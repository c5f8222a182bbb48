//! # Watilog
//!
//! A Rust library for ingesting WATI / WhatsApp Business chat-log exports
//! into SQLite and querying conversation activity.
//!
//! ## Overview
//!
//! WATI exports one plain-text file per customer conversation. Each message
//! starts with a bracketed timestamp header and may continue over any number
//! of unmarked lines. Watilog turns those files into structured records:
//!
//! - **Parsing** reconstructs multi-line message blocks and classifies each
//!   one as an outbound template, a named human message, or a system event.
//! - **Storage** bulk-loads records into a single SQLite table tuned for
//!   write-heavy ingestion (WAL, batched transactions, deferred indexes).
//! - **Queries** aggregate per-conversation summaries ordered by recency,
//!   with paging, day windows, date ranges, and full-history search.
//!
//! ## Quick Start
//!
//! ```rust
//! use watilog::prelude::*;
//!
//! fn main() -> Result<()> {
//!     // Parse one export file's content
//!     let parser = WatiParser::new();
//!     let records = parser.parse_str(
//!         "77011234567-8.txt",
//!         "[06/15/2025 14:02:11] Aruzhan: Hello!\n[06/15/2025 14:02:40] Template \"welcome\" was sent.",
//!     );
//!
//!     // Load the records into an in-memory store
//!     let mut store = MessageStore::open_in_memory()?;
//!     store.insert_batch(&records)?;
//!
//!     // Query conversation activity
//!     let conversations = store.list_conversations(&ListQuery::new())?;
//!     assert_eq!(conversations[0].count, 2);
//!
//!     Ok(())
//! }
//! ```
//!
//! ## Ingesting a Directory
//!
//! Whole export directories go through [`ingest::Ingestor`], which isolates
//! unreadable files instead of aborting the run:
//!
//! ```rust,no_run
//! use std::path::Path;
//!
//! use watilog::prelude::*;
//!
//! let mut store = MessageStore::open("watilog.db")?;
//! let report = Ingestor::new().run(Path::new("exports"), &mut store)?;
//! println!("{} messages ingested", report.messages_ingested);
//! # Ok::<(), watilog::WatilogError>(())
//! ```
//!
//! ## Module Structure
//!
//! - [`parser`] — WATI export parsing
//!   - [`WatiParser`](parser::WatiParser) — block reconstruction and classification
//! - [`record`] — Core record types
//!   - [`MessageRecord`], [`DeliveryStatus`]
//! - [`store`] — SQLite-backed storage
//!   - [`MessageStore`](store::MessageStore) — batched writes, counts
//! - [`query`] — Read-side queries
//!   - [`ListQuery`](query::ListQuery), [`ConversationSummary`](query::ConversationSummary)
//! - [`ingest`] — Directory ingestion
//!   - [`Ingestor`](ingest::Ingestor), [`IngestReport`](ingest::IngestReport)
//! - [`export`] — JSON Lines export
//! - [`config`] — Parser and ingest configuration
//! - [`cli`] — CLI argument types (behind the `cli` feature)
//! - [`error`] — Unified error types ([`WatilogError`], [`Result`])
//! - [`prelude`] — Convenient re-exports

#[cfg(feature = "cli")]
pub mod cli;
pub mod config;
pub mod error;
pub mod export;
pub mod ingest;
pub mod parser;
pub mod query;
pub mod record;
pub mod store;

// Re-export the main types at the crate root for convenience
pub use error::{Result, WatilogError};
pub use record::{DeliveryStatus, MessageRecord};

/// Convenient re-exports for common usage.
///
/// Import everything you need with a single line:
///
/// ```rust
/// use watilog::prelude::*;
/// ```
pub mod prelude {
    // Core record types
    pub use crate::record::{DeliveryStatus, MessageRecord};

    // Error types
    pub use crate::error::{Result, WatilogError};

    // Parsing
    pub use crate::parser::WatiParser;

    // Configuration
    pub use crate::config::{IngestConfig, ParserConfig};

    // Storage and queries
    pub use crate::query::{ConversationSummary, ListQuery, contact_label};
    pub use crate::store::MessageStore;

    // Directory ingestion
    pub use crate::ingest::{IngestReport, Ingestor};

    // JSON Lines export
    pub use crate::export::{export_conversations, write_jsonl};

    // CLI types
    #[cfg(feature = "cli")]
    pub use crate::cli::{Cli, Command};
}
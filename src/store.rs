//! SQLite-backed storage for message records.
//!
//! The store is append-only: records are inserted in batches during
//! ingestion and only ever read afterwards. There is no per-row identity
//! and no updates; a full rebuild truncates and re-ingests.
//!
//! Writes assume a single writer (the ingest run); reads are unrestricted
//! and rely on SQLite's own WAL concurrency.
//!
//! # Example
//!
//! ```rust
//! use watilog::record::{DeliveryStatus, MessageRecord};
//! use watilog::store::MessageStore;
//!
//! let mut store = MessageStore::open_in_memory()?;
//! store.insert_batch(&[MessageRecord::new(
//!     "a.txt",
//!     "Dana",
//!     "hello",
//!     "2025-01-15 10:30:00",
//!     DeliveryStatus::Received,
//! )])?;
//! assert_eq!(store.message_count()?, 1);
//! # Ok::<(), watilog::WatilogError>(())
//! ```

use std::path::Path;

use rusqlite::{Connection, params};

use crate::error::Result;
use crate::record::{DeliveryStatus, MessageRecord};

/// Message store backed by a SQLite database.
pub struct MessageStore {
    pub(crate) conn: Connection,
}

impl MessageStore {
    /// Opens (or creates) a store at the given database path.
    ///
    /// # Errors
    ///
    /// Returns a storage error if the file cannot be opened as a SQLite
    /// database or the schema cannot be created.
    pub fn open(path: impl AsRef<Path>) -> Result<Self> {
        let conn = Connection::open(path)?;
        Self::init(conn)
    }

    /// Opens an in-memory store. Useful for tests and one-off analysis.
    pub fn open_in_memory() -> Result<Self> {
        let conn = Connection::open_in_memory()?;
        Self::init(conn)
    }

    fn init(conn: Connection) -> Result<Self> {
        // WAL keeps readers unblocked during batch writes.
        conn.pragma_update(None, "journal_mode", "WAL")?;
        conn.pragma_update(None, "synchronous", "NORMAL")?;

        conn.execute_batch(
            "CREATE TABLE IF NOT EXISTS messages (
                source_id  TEXT NOT NULL,
                sender     TEXT NOT NULL,
                body       TEXT NOT NULL,
                timestamp  TEXT NOT NULL,
                status     TEXT NOT NULL
            );",
        )?;

        Ok(Self { conn })
    }

    /// Inserts a batch of records inside one transaction.
    ///
    /// An empty batch is a no-op. Records are never deduplicated: inserting
    /// the same batch twice stores every row twice.
    pub fn insert_batch(&mut self, records: &[MessageRecord]) -> Result<()> {
        if records.is_empty() {
            return Ok(());
        }

        let tx = self.conn.transaction()?;
        {
            let mut stmt = tx.prepare_cached(
                "INSERT INTO messages (source_id, sender, body, timestamp, status)
                 VALUES (?1, ?2, ?3, ?4, ?5)",
            )?;
            for record in records {
                stmt.execute(params![
                    record.source_id,
                    record.sender,
                    record.body,
                    record.timestamp,
                    record.status,
                ])?;
            }
        }
        tx.commit()?;

        Ok(())
    }

    /// Deletes every stored message. Used before a full re-ingest.
    pub fn truncate(&self) -> Result<()> {
        self.conn.execute("DELETE FROM messages", [])?;
        Ok(())
    }

    /// Creates the secondary indexes.
    ///
    /// Called once after bulk load so the inserts themselves stay cheap.
    /// Safe to call repeatedly.
    pub fn build_indexes(&self) -> Result<()> {
        self.conn.execute_batch(
            "CREATE INDEX IF NOT EXISTS idx_source_id ON messages(source_id);
             CREATE INDEX IF NOT EXISTS idx_timestamp ON messages(timestamp);
             CREATE INDEX IF NOT EXISTS idx_sender ON messages(sender);",
        )?;
        Ok(())
    }

    /// Returns the total number of stored records.
    pub fn message_count(&self) -> Result<u64> {
        let count = self
            .conn
            .query_row("SELECT COUNT(*) FROM messages", [], |row| row.get(0))?;
        Ok(count)
    }

    /// Returns the number of stored records with the given status.
    pub fn count_by_status(&self, status: DeliveryStatus) -> Result<u64> {
        let count = self.conn.query_row(
            "SELECT COUNT(*) FROM messages WHERE status = ?1",
            params![status],
            |row| row.get(0),
        )?;
        Ok(count)
    }
}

* * *

## YOUR TASK:
The line with "and classifies each" is the last to include; transcribe exactly every line from the top of the material above down to it.

## RESPONSE FOR THIS EXERCISE:
repository c5f8222a182bbb48
//! # Watilog
//!
//! A Rust library for ingesting WATI / WhatsApp Business chat-log exports
//! into SQLite and querying conversation activity.
//!
//! ## Overview
//!
//! WATI exports one plain-text file per customer conversation. Each message
//! starts with a bracketed timestamp header and may continue over any number
//! of unmarked lines. Watilog turns those files into structured records:
//!
//! - **Parsing** reconstructs multi-line message blocks and classifies each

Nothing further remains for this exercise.